Jumat, 11 September 2009

Ibu Abdullah.



Enin kehabisan susu kental manis Carnation buat menambah lezat rujak ketimun suri menjelang buka puasa hari ke 20. Tentunya dong abah siap komandan menawarkan diri buat membeliya di Indomart. Toh deket ini lokasinya gak smp 200 meter. Setelah membayar seharga Rp. 6.175 itu, abah lantas pulang aja tanpa mau dibungkuskan barang belanjaan yang mengundang senyum manis mbak Ipeh penjual sekaligus kasier di outlet itu.

Tatkala dijalan pulang abah bersua dengan ibu Abdullah bersama putrinya yang berusia sekitar 18 tahuan. Dengan lucu ibu Har memberikan tabik dan menanyakan khabar abah. Beliau lantas langsung lapor klo beliau sudah 6 bulan ikuti program Ceragem. Tapi bukan yang di Veteran melainkan di Malabar III. Disana ada sepasang suami isteri karyawan RS di Jakarta mantan pasien yang mengalami kesembuhan lalu membeli unit P390 dan membuka jasa pelayanan pengobatan. Ibu Har sendiri tampak segar kuat dan bersemangat dan katanya sudah lama tak kontrol bulanan lagi ke RSUD Tarakan.
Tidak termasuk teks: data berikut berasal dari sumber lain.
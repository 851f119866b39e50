//! Order placement — all-or-nothing assembly of a cart into an order.
//!
//! Cart lines are reserved one at a time, in submitted order, against the
//! catalog's atomic check-and-decrement. The first failure releases every
//! reservation already made in the same call, so the caller-visible
//! outcome is all-or-nothing: either a new pending order exists and stock
//! dropped by exactly the ordered quantities, or neither happened.
//!
//! Trade-off, accepted: between a line's reservation and a later abort,
//! concurrent buyers can observe stock held by a call that ultimately
//! fails. This buys freedom from a multi-item atomic commit primitive;
//! the end state is still consistent.

use std::fmt;

use tracing::{error, info};

use crate::catalog::{CatalogStore, Reservation};
use crate::error::StoreError;

use super::number::OrderNumberGenerator;
use super::order::{CartLine, Order, OrderLine};
use super::store::{CreateOrderError, OrderStore};

/// Collision retries before giving up on order-number generation.
const MAX_NUMBER_ATTEMPTS: usize = 5;

#[derive(Debug, Clone, PartialEq, Eq)]
pub enum PlaceOrderError {
    EmptyCart,
    InvalidQuantity { item_id: String },
    ItemNotFound { item_id: String },
    InsufficientStock { name: String },
    NumberSpaceExhausted,
    Store(StoreError),
}

impl fmt::Display for PlaceOrderError {
    fn fmt(&self, f: &mut fmt::Formatter<'_>) -> fmt::Result {
        match self {
            PlaceOrderError::EmptyCart => write!(f, "cart is empty"),
            PlaceOrderError::InvalidQuantity { item_id } => {
                write!(f, "quantity for item {} must be positive", item_id)
            }
            PlaceOrderError::ItemNotFound { item_id } => {
                write!(f, "item {} not found", item_id)
            }
            PlaceOrderError::InsufficientStock { name } => {
                write!(f, "not enough {} in stock", name)
            }
            PlaceOrderError::NumberSpaceExhausted => {
                write!(f, "could not generate a unique order number")
            }
            PlaceOrderError::Store(e) => write!(f, "{}", e),
        }
    }
}

impl std::error::Error for PlaceOrderError {}

impl From<StoreError> for PlaceOrderError {
    fn from(err: StoreError) -> Self {
        PlaceOrderError::Store(err)
    }
}

/// What a successful placement hands back to the caller.
#[derive(Clone, Debug, PartialEq, Eq)]
pub struct PlacedOrder {
    pub order_id: String,
    pub order_number: String,
}

/// Turn a cart into a committed order, or fail with zero net effect.
///
/// Validates the cart, reserves each line, prices the order from the
/// reservation-time snapshots, and commits it under a unique order
/// number. Every failure path after the first successful reservation
/// compensates with [`CatalogStore::release`] before returning.
pub fn place_order(
    catalog: &CatalogStore,
    orders: &OrderStore,
    numbers: &OrderNumberGenerator,
    owner_id: &str,
    cart: &[CartLine],
) -> Result<PlacedOrder, PlaceOrderError> {
    if cart.is_empty() {
        return Err(PlaceOrderError::EmptyCart);
    }
    if let Some(line) = cart.iter().find(|line| line.quantity == 0) {
        return Err(PlaceOrderError::InvalidQuantity {
            item_id: line.item_id.clone(),
        });
    }

    let mut reserved: Vec<OrderLine> = Vec::with_capacity(cart.len());
    for line in cart {
        match catalog.try_reserve(&line.item_id, line.quantity) {
            Ok(Reservation::Reserved { name, unit_price }) => reserved.push(OrderLine {
                item_id: line.item_id.clone(),
                item_name: name,
                quantity: line.quantity,
                unit_price,
            }),
            Ok(Reservation::InsufficientStock { name }) => {
                release_all(catalog, &reserved);
                return Err(PlaceOrderError::InsufficientStock { name });
            }
            Ok(Reservation::ItemNotFound) => {
                release_all(catalog, &reserved);
                return Err(PlaceOrderError::ItemNotFound {
                    item_id: line.item_id.clone(),
                });
            }
            Err(e) => {
                release_all(catalog, &reserved);
                return Err(e.into());
            }
        }
    }

    for _ in 0..MAX_NUMBER_ATTEMPTS {
        let order = Order::new(owner_id, numbers.generate(), reserved.clone());
        let placed = PlacedOrder {
            order_id: order.id.clone(),
            order_number: order.order_number.clone(),
        };
        match orders.create(order) {
            Ok(()) => {
                info!(
                    order_number = %placed.order_number,
                    owner_id,
                    lines = reserved.len(),
                    "order placed"
                );
                return Ok(placed);
            }
            Err(CreateOrderError::DuplicateOrderNumber(number)) => {
                info!(%number, "order number collision, regenerating");
            }
            Err(CreateOrderError::Store(e)) => {
                release_all(catalog, &reserved);
                return Err(e.into());
            }
        }
    }

    release_all(catalog, &reserved);
    Err(PlaceOrderError::NumberSpaceExhausted)
}

/// Compensate a failed placement: give back every unit reserved so far,
/// most recent first. Called exactly once per abort path.
fn release_all(catalog: &CatalogStore, reserved: &[OrderLine]) {
    for line in reserved.iter().rev() {
        if let Err(e) = catalog.release(&line.item_id, line.quantity) {
            error!(item_id = %line.item_id, quantity = line.quantity, error = %e, "failed to release reservation");
        }
    }
}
Sayangnya suaminya yang terkena stroke hanya mau berobat sekali saja setelah itu kapok.

Ibu Har juga memperkenalkan putrinya yang katanya setahun yang lalu mengalami kecelakaan bermotor yang menyebabkannya mengalami gegar otak. Lalu berobat ke Ceragem dan sekarang Alhamdulillah sudah sembuh.
"Nanti deh bu saya akan ke Malabar III buat lihat2 keadaan. Tapi saran saya janganlah ibu menghentikan pengobatan Ceragem. Sebab takutnya nanti akan timbul penyakit2 berat bagi ibu seperti yang sudah saya alami sampai saya kudu dirawat di RSUD Tarakan segala. Lalu kontrol tiap bulan dan menelan 7 macam obat setiap hari."